ASSIGNED TASK:
For the word "SeqCst", find each line in the entries where it occurs and copy that line.

RECORDS TO USE:
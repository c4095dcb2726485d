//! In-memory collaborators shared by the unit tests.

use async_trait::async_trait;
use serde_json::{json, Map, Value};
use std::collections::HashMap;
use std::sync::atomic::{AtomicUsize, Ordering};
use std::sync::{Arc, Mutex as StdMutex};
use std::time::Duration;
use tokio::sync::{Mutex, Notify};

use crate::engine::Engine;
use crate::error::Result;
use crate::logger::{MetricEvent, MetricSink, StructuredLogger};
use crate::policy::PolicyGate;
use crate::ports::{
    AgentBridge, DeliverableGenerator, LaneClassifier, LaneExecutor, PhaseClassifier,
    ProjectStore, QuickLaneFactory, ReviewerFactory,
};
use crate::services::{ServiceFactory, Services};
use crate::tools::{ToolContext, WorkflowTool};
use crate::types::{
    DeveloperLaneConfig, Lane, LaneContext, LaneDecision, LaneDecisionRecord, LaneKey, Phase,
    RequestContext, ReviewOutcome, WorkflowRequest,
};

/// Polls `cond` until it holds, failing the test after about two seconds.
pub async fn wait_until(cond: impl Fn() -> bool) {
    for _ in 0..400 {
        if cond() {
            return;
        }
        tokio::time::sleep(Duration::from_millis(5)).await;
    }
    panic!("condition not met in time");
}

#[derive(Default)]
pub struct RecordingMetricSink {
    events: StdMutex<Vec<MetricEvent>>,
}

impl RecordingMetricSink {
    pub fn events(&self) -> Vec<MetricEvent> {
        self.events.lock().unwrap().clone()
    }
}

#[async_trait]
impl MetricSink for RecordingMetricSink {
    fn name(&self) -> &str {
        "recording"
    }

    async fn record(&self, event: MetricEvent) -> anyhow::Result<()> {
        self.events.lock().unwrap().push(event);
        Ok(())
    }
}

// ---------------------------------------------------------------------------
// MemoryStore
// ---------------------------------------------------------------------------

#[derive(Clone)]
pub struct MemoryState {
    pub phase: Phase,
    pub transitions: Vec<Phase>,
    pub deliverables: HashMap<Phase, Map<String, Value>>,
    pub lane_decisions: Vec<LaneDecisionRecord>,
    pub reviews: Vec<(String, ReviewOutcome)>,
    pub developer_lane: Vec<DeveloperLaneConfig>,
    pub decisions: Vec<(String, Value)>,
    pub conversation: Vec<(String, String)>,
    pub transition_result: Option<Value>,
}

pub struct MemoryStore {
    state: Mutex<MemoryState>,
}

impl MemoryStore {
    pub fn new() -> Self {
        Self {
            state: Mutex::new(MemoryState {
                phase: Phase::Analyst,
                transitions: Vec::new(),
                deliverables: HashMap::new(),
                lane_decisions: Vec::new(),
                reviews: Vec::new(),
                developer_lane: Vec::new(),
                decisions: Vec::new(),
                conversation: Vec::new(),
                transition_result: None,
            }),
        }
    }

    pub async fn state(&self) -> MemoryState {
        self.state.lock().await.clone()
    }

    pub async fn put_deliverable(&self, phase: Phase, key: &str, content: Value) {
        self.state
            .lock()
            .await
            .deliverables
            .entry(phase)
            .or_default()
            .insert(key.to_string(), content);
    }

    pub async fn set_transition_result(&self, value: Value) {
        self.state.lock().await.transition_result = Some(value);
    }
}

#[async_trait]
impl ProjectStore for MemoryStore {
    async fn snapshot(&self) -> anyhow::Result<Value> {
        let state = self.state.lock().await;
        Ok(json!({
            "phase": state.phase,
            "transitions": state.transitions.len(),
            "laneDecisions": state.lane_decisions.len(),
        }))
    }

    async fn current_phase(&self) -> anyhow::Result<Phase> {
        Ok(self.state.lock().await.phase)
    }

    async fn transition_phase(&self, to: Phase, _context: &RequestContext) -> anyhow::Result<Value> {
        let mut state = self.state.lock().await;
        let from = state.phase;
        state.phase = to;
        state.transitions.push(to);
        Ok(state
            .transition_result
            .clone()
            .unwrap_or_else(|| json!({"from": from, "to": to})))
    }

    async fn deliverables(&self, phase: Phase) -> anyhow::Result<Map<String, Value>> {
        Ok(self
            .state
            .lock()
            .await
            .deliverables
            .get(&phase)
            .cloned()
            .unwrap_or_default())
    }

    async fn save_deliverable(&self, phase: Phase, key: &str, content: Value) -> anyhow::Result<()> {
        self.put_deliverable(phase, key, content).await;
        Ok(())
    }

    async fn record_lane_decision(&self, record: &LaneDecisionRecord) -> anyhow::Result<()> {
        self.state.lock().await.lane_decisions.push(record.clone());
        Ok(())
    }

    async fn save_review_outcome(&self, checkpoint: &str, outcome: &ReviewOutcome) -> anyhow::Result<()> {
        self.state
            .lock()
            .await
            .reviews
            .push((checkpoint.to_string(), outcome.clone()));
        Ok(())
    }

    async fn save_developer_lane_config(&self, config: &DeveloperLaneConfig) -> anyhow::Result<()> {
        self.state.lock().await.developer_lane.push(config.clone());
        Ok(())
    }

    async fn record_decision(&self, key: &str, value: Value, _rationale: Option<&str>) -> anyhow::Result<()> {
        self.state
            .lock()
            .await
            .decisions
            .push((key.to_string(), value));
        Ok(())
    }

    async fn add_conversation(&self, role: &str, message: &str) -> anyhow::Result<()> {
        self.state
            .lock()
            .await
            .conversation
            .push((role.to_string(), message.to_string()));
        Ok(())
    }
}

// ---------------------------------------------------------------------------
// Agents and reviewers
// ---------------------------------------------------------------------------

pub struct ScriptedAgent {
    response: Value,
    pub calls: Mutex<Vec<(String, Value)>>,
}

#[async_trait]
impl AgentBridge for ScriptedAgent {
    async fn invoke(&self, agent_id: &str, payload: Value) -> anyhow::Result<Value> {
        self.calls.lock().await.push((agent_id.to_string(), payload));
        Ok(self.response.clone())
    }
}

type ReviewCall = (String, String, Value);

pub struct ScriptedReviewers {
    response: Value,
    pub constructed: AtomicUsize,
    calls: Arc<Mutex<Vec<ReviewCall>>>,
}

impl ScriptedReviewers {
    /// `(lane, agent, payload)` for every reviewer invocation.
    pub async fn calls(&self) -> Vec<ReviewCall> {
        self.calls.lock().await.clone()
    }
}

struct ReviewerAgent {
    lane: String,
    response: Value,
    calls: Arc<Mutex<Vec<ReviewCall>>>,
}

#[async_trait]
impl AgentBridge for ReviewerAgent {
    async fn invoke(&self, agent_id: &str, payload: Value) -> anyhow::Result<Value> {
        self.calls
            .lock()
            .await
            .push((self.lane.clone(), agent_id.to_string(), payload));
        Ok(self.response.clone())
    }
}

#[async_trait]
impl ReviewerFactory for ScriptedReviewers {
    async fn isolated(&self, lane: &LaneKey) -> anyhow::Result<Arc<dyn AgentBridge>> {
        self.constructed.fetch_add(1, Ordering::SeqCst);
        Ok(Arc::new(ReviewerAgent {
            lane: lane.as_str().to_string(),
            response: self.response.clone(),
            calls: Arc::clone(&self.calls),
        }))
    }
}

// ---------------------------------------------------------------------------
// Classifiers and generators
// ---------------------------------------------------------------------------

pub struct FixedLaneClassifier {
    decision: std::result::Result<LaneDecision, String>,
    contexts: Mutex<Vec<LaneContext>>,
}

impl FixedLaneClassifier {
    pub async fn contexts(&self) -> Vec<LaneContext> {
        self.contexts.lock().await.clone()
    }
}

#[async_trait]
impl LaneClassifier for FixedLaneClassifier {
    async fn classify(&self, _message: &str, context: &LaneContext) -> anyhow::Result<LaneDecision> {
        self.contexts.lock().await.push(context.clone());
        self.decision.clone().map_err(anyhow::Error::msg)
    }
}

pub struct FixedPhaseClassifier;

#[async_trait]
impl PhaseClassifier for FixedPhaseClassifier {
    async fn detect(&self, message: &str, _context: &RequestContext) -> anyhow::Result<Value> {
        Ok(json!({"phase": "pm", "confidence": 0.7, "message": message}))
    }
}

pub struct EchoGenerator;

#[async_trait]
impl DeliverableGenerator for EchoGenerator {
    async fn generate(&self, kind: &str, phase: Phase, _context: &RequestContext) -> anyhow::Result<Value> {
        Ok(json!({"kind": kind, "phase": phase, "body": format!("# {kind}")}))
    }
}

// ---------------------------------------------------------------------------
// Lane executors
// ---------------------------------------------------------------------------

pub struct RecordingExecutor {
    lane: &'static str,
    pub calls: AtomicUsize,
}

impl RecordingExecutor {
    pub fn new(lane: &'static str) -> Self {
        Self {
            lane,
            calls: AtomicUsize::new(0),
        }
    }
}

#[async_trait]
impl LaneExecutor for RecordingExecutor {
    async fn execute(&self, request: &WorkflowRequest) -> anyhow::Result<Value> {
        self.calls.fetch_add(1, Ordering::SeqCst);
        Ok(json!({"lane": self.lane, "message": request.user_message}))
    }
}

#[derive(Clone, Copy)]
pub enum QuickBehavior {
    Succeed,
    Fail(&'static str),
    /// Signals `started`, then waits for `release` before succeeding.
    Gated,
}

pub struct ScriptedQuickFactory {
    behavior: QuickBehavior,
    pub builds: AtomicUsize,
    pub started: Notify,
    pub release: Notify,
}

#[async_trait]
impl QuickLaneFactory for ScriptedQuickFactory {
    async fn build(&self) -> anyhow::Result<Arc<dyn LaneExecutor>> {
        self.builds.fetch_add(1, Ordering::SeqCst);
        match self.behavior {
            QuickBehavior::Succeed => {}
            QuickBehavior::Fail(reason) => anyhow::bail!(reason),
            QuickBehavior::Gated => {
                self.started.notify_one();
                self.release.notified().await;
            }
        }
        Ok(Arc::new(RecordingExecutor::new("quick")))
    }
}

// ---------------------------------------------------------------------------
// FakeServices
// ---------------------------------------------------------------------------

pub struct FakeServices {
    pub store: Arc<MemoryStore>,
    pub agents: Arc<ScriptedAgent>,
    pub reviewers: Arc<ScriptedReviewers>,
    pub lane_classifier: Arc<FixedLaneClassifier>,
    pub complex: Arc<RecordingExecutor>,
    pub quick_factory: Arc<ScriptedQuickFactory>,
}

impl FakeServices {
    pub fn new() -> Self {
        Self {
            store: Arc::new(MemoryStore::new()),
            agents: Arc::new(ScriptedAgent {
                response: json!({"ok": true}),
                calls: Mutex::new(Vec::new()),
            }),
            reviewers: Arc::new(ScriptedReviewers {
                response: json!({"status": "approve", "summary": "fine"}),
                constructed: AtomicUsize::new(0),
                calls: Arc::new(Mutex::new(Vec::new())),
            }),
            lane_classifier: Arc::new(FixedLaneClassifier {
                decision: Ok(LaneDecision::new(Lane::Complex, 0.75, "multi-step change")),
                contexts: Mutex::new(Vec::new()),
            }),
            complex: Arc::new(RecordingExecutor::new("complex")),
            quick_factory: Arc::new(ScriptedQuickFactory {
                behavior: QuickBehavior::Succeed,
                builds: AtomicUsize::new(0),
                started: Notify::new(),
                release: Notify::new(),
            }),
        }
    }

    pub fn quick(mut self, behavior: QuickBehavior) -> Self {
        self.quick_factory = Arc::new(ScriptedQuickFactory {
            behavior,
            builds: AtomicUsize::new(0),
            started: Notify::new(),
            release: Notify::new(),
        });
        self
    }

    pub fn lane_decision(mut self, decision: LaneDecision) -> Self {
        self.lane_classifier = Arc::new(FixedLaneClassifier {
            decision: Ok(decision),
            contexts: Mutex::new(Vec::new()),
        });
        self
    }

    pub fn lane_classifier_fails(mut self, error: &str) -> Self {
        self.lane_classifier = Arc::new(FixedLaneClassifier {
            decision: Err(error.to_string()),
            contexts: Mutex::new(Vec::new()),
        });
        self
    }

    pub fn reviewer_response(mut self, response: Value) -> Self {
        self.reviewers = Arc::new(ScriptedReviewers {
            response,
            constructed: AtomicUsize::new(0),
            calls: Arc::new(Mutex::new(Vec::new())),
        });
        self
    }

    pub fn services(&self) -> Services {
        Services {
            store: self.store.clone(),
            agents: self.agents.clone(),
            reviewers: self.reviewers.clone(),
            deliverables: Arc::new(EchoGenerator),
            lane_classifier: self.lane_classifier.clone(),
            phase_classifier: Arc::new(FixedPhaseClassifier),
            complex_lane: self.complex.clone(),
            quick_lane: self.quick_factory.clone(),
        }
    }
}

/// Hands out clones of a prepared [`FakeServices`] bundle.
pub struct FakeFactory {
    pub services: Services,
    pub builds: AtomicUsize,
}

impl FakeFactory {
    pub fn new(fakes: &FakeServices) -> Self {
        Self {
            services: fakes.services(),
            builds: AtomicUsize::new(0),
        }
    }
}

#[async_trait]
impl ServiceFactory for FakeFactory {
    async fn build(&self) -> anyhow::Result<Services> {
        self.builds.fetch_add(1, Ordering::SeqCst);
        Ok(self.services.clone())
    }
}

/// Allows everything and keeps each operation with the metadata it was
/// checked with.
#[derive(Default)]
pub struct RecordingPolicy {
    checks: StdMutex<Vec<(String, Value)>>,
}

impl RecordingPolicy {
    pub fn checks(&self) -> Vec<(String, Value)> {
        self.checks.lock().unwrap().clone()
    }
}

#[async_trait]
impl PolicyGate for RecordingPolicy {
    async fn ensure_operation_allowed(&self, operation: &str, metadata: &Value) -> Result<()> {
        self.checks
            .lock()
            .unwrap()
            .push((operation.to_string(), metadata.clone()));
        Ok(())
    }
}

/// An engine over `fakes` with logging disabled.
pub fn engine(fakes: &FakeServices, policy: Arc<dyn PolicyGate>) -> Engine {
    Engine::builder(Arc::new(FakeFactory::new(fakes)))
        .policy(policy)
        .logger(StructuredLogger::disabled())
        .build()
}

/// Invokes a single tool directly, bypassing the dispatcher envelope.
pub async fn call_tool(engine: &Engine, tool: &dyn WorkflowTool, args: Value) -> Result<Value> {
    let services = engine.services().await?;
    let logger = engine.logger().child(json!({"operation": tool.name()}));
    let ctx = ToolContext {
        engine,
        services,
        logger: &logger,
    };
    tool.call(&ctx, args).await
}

EXERCISE RESPONSE:
        self.constructed.fetch_add(1, Ordering::SeqCst);
        self.calls.fetch_add(1, Ordering::SeqCst);
        self.builds.fetch_add(1, Ordering::SeqCst);
        self.builds.fetch_add(1, Ordering::SeqCst);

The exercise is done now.